What is expected. List all the lines in these records that hold "HashSet".

Provided data.
******************************

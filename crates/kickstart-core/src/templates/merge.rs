//! Field-level merges into files shared between the project and its templates
//!
//! - `package.json`: dependency union, project name
//! - `.env`: append variables whose key is not yet assigned
//! - `tsconfig.json`: root-level layout fields for projects without `src/`
//!
//! JSON files are parsed and rewritten whole with 2-space indentation; key order
//! is preserved. A parse failure leaves the file untouched.

use super::recipes::{Dependency, EnvVar};
use crate::error::{Error, Result};
use serde::de::DeserializeOwned;
use serde::Serialize;
use serde_json::{Map, Value};
use std::collections::HashSet;
use std::path::Path;
use tokio::fs;

pub(crate) async fn read_json<T: DeserializeOwned>(path: &Path) -> Result<T> {
    let content = fs::read_to_string(path)
        .await
        .map_err(|e| Error::read(path, e))?;
    serde_json::from_str(&content).map_err(|source| Error::MalformedJson {
        path: path.to_path_buf(),
        source,
    })
}

pub(crate) async fn write_json<T: Serialize + ?Sized>(path: &Path, value: &T) -> Result<()> {
    let mut content = serde_json::to_string_pretty(value).map_err(|source| {
        Error::MalformedJson {
            path: path.to_path_buf(),
            source,
        }
    })?;
    content.push('\n');
    fs::write(path, content)
        .await
        .map_err(|e| Error::write(path, e))
}

async fn read_object(path: &Path) -> Result<Map<String, Value>> {
    match read_json::<Value>(path).await? {
        Value::Object(map) => Ok(map),
        _ => Err(Error::UnexpectedJson {
            path: path.to_path_buf(),
            reason: "top level is not an object".to_string(),
        }),
    }
}

fn object_field<'a>(
    map: &'a mut Map<String, Value>,
    key: &str,
    path: &Path,
) -> Result<&'a mut Map<String, Value>> {
    let entry = map
        .entry(key.to_string())
        .or_insert_with(|| Value::Object(Map::new()));
    entry.as_object_mut().ok_or_else(|| Error::UnexpectedJson {
        path: path.to_path_buf(),
        reason: format!("\"{}\" is not an object", key),
    })
}

/// Union `deps` into `dependencies`. Existing entries for the same package are
/// replaced with the given version. Returns the names that changed; the file is
/// only rewritten when something changed.
pub async fn merge_dependencies(package_json: &Path, deps: &[Dependency]) -> Result<Vec<String>> {
    let mut pkg = read_object(package_json).await?;
    let dependencies = object_field(&mut pkg, "dependencies", package_json)?;

    let mut changed = Vec::new();
    for dep in deps {
        let wanted = Value::String(dep.version.to_string());
        if dependencies.get(dep.name) != Some(&wanted) {
            dependencies.insert(dep.name.to_string(), wanted);
            changed.push(dep.name.to_string());
        }
    }

    if !changed.is_empty() {
        write_json(package_json, &pkg).await?;
    }
    Ok(changed)
}

/// Set the `name` field of package.json
pub async fn set_package_name(package_json: &Path, name: &str) -> Result<()> {
    let mut pkg = read_object(package_json).await?;
    pkg.insert("name".to_string(), Value::String(name.to_string()));
    write_json(package_json, &pkg).await
}

/// Point the TypeScript compiler at the project root instead of `src/`
pub async fn patch_tsconfig(tsconfig: &Path) -> Result<()> {
    let mut config = read_object(tsconfig).await?;
    let compiler_options = object_field(&mut config, "compilerOptions", tsconfig)?;
    compiler_options.insert("rootDir".to_string(), Value::String("./".to_string()));
    config.insert(
        "include".to_string(),
        Value::Array(vec![Value::String("*.ts".to_string())]),
    );
    write_json(tsconfig, &config).await
}

/// Keys assigned in a dotenv file (`KEY=value`, `export KEY=value`)
pub fn env_keys(content: &str) -> HashSet<String> {
    content
        .lines()
        .map(str::trim_start)
        .filter(|line| !line.is_empty() && !line.starts_with('#'))
        .filter_map(|line| {
            let line = line.strip_prefix("export ").unwrap_or(line);
            let (key, _) = line.split_once('=')?;
            let key = key.trim();
            (!key.is_empty()).then(|| key.to_string())
        })
        .collect()
}

/// Append the variables whose key is not assigned yet, under a `# <section>`
/// comment. Returns the appended keys; an empty result means the file was not touched.
pub async fn merge_env(env_file: &Path, section: &str, vars: &[EnvVar]) -> Result<Vec<String>> {
    let mut content = match fs::read_to_string(env_file).await {
        Ok(content) => content,
        Err(e) if e.kind() == std::io::ErrorKind::NotFound => String::new(),
        Err(e) => return Err(Error::read(env_file, e)),
    };

    let present = env_keys(&content);
    let missing: Vec<&EnvVar> = vars.iter().filter(|v| !present.contains(v.key)).collect();
    if missing.is_empty() {
        return Ok(Vec::new());
    }

    if !content.is_empty() {
        if !content.ends_with('\n') {
            content.push('\n');
        }
        content.push('\n');
    }
    content.push_str(&format!("# {}\n", section));
    for var in &missing {
        content.push_str(&format!("{}={}\n", var.key, var.value));
    }

    fs::write(env_file, content)
        .await
        .map_err(|e| Error::write(env_file, e))?;
    Ok(missing.iter().map(|v| v.key.to_string()).collect())
}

******************************

Output.
use std::collections::HashSet;
pub fn env_keys(content: &str) -> HashSet<String> {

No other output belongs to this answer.